• **What is being asked**
A single stretch of the material below is to be transcribed exactly, starting at the line with "u8::from_str_radix(group, 16).map_err(|_| invalid())?;" and ending after the line with "raw.parse().map_err(serde::de::Error::custom)".
####################
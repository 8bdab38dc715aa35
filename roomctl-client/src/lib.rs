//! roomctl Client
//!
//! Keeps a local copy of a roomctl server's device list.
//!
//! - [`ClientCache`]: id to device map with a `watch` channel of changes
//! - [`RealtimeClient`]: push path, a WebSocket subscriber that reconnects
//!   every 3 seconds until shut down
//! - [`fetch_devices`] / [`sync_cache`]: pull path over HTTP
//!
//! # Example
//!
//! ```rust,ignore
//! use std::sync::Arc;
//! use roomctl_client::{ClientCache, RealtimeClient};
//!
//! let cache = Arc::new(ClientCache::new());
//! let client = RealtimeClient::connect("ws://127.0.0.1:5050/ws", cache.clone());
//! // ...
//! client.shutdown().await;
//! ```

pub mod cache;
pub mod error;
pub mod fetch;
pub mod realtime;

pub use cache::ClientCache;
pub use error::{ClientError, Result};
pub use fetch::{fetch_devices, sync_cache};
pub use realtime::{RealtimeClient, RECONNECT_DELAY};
####################
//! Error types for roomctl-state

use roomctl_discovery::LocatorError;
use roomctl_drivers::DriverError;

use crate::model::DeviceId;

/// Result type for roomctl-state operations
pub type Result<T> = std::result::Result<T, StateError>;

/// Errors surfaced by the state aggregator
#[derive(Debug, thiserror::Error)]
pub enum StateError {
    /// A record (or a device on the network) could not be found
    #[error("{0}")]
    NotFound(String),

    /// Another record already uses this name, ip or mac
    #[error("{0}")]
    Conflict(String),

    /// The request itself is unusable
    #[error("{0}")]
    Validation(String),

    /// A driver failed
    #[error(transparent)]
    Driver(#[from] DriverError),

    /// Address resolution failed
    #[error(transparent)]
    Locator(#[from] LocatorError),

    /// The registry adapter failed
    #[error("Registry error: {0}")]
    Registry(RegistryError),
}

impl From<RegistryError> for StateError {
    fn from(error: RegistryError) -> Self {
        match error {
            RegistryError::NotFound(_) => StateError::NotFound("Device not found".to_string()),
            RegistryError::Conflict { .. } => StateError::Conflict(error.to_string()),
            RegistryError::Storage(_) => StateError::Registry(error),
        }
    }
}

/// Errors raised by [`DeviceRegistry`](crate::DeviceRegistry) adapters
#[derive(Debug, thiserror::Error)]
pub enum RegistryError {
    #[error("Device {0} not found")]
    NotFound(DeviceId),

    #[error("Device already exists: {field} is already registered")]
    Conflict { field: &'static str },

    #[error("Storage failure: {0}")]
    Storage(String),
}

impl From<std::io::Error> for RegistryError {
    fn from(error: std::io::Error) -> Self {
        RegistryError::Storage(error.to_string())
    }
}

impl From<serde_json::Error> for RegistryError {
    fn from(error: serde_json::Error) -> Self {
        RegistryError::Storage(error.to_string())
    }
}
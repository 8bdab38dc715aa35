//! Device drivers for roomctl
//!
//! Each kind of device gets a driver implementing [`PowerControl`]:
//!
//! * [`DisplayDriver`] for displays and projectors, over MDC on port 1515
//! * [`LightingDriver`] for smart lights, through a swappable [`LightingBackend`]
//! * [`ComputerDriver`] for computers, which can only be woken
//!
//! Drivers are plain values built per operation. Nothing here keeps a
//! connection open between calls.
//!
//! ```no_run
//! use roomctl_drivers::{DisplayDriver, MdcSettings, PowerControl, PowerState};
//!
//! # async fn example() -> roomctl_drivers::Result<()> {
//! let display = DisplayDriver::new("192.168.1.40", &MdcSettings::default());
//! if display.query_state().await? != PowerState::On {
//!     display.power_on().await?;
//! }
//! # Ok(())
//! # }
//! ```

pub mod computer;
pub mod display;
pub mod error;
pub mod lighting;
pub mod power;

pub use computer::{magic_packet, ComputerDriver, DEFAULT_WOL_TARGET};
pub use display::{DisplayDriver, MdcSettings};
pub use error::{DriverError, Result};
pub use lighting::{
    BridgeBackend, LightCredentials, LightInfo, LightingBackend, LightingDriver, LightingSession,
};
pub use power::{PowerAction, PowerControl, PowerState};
####################
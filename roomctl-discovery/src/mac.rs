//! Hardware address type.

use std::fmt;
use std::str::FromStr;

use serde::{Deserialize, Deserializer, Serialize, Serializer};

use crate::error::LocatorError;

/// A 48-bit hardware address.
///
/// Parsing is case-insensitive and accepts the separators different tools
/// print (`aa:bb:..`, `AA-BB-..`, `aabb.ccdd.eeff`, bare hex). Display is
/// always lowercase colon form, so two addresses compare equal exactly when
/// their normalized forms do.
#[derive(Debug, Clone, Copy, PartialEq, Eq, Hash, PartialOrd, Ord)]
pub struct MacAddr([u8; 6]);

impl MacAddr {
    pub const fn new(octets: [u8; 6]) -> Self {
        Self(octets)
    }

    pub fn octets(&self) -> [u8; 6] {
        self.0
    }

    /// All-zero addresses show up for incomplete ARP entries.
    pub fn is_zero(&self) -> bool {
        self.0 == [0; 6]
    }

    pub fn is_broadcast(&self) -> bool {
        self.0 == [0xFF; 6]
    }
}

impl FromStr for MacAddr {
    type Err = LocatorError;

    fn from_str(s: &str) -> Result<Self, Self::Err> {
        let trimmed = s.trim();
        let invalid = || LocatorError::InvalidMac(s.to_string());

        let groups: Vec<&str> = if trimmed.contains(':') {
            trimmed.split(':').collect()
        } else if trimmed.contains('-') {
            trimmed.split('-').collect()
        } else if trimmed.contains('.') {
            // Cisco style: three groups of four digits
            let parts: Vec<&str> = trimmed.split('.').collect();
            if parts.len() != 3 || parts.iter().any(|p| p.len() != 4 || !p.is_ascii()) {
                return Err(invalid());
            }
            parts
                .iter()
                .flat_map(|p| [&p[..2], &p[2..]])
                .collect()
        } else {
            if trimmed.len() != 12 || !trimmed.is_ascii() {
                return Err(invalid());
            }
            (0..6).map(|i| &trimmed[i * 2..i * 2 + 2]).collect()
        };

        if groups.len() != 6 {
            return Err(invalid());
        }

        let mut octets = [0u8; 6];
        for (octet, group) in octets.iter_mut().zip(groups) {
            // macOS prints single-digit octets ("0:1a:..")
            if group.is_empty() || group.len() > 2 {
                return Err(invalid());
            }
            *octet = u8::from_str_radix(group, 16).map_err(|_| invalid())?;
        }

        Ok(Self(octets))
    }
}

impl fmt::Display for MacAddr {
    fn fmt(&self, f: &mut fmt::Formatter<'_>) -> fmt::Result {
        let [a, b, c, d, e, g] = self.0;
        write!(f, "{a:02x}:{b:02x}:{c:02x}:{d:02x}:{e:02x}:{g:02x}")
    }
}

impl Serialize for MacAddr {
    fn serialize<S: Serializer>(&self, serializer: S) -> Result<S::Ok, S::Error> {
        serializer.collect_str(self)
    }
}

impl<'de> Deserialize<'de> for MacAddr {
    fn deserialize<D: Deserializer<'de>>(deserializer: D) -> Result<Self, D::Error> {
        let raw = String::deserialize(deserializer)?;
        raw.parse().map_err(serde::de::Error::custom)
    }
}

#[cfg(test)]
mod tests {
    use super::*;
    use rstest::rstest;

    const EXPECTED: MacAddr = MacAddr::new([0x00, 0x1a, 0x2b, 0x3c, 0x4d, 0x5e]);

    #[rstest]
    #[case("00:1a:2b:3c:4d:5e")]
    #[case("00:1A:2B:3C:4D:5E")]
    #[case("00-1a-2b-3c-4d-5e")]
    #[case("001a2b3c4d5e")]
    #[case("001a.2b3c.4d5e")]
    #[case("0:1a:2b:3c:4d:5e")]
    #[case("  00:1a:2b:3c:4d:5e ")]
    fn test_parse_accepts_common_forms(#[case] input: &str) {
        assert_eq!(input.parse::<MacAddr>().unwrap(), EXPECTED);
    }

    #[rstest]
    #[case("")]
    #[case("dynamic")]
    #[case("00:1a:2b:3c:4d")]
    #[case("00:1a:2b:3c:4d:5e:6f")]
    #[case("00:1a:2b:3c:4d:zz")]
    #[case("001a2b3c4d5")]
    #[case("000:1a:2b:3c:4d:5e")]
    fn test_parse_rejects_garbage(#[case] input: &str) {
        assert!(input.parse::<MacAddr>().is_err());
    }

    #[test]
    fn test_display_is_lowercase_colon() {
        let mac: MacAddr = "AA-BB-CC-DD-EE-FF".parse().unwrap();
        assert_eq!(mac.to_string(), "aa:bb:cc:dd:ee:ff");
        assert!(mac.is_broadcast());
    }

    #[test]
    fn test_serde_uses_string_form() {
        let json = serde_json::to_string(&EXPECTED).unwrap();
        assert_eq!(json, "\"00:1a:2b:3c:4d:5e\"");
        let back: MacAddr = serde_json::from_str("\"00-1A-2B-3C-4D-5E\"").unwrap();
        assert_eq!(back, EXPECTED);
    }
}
####################
• **Task answer**
            *octet = u8::from_str_radix(group, 16).map_err(|_| invalid())?;
        }

        Ok(Self(octets))
    }
}

impl fmt::Display for MacAddr {
    fn fmt(&self, f: &mut fmt::Formatter<'_>) -> fmt::Result {
        let [a, b, c, d, e, g] = self.0;
        write!(f, "{a:02x}:{b:02x}:{c:02x}:{d:02x}:{e:02x}:{g:02x}")
    }
}

impl Serialize for MacAddr {
    fn serialize<S: Serializer>(&self, serializer: S) -> Result<S::Ok, S::Error> {
        serializer.collect_str(self)
    }
}

impl<'de> Deserialize<'de> for MacAddr {
    fn deserialize<D: Deserializer<'de>>(deserializer: D) -> Result<Self, D::Error> {
        let raw = String::deserialize(deserializer)?;
        raw.parse().map_err(serde::de::Error::custom)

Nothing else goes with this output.